権力者によって操作され、権力者の用意した鋳型にはめ込まれてしまった人間のサンプルとして、アドルノらはチャップリンの映画「独裁者」の中の床屋を持ち出してくる。彼らによれば、この床屋は、「それ自体として見れば無力な個人にすぎないのだが、別の個々人に代って代弁するという形で、十全の権力を体現している・・・チャップリンの映画は、少なくともゲットーの床屋と独裁者の間の類似性を示したことで、ある本質的な点を突いている」(同上)。アドルノらがなぜチャップリンに対してかくも厳しい見方をするのか、短い文章からは十分に伝わってこない。

ともあれアドルノらは、ファシズムの問題性は、現代社会において人間から個性というものが失われ、ただの数になってしまったことにあると見ている。

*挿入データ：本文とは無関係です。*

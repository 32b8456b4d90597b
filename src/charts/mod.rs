/// Chart builders: each turns a filtered view into plain data that the UI
/// layer draws with `egui_plot`. None of them touch egui, and every one
/// accepts an empty view.

pub mod boxplot;
pub mod histogram;
pub mod scatter;
pub mod share;
pub mod trend;

use crate::data::filter::FilteredView;

use boxplot::ConditionBoxes;
use histogram::{Histogram, BIN_COUNT};
use scatter::ScatterChart;
use share::CategoryShare;
use trend::YearTrend;

/// Every chart on the dashboard for one filtered view.
#[derive(Debug, Clone, PartialEq, Default)]
pub struct ChartSet {
    pub price_histogram: Histogram,
    pub type_share: CategoryShare,
    pub price_vs_mileage: ScatterChart,
    pub price_by_year: YearTrend,
    pub price_by_condition: ConditionBoxes,
    /// Only built while the days-listed toggle is on.
    pub days_listed_histogram: Option<Histogram>,
}

impl ChartSet {
    pub fn build(view: &FilteredView<'_>, include_days_listed: bool) -> Self {
        let prices: Vec<f64> = view.records().filter_map(|r| r.price).collect();

        let days_listed_histogram = include_days_listed.then(|| {
            let days: Vec<f64> = view.records().map(|r| f64::from(r.days_listed)).collect();
            Histogram::build(&days, BIN_COUNT)
        });

        ChartSet {
            price_histogram: Histogram::build(&prices, BIN_COUNT),
            type_share: CategoryShare::build(view.records().map(|r| r.body_type.as_deref())),
            price_vs_mileage: ScatterChart::build(view.records()),
            price_by_year: YearTrend::build(view.records()),
            price_by_condition: ConditionBoxes::build(view.records()),
            days_listed_histogram,
        }
    }
}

その危機意識はかなり深刻である。というのも、「今日における個性の崩壊は、たんに個性というカテゴリーが歴史的なものでしかないということを教えるだけでなく、個性が積極的な本質を持つことへの疑いをも喚起する」(同上)と言っているからだ。こうした個性の崩壊を合理化しているのが公認哲学だと彼らは言う。いまや公認哲学の任務は、「精神の一種のテイラー・システムとして、その生産方法の改良を助け、知識の集積を合理化し、知的エネルギーの浪費を防ぐことにある。公認哲学には、化学や細菌学に対するのと同じように、分業の中で占める位置が、割り当てられている」(同上)

このように言うアドルノらのペシミズムも、ユダヤ人同胞が毎日のようにガス室送りされているという執筆当時の現実をふまえれば、大袈裟すぎる反応として片付けるわけにもいかないようである。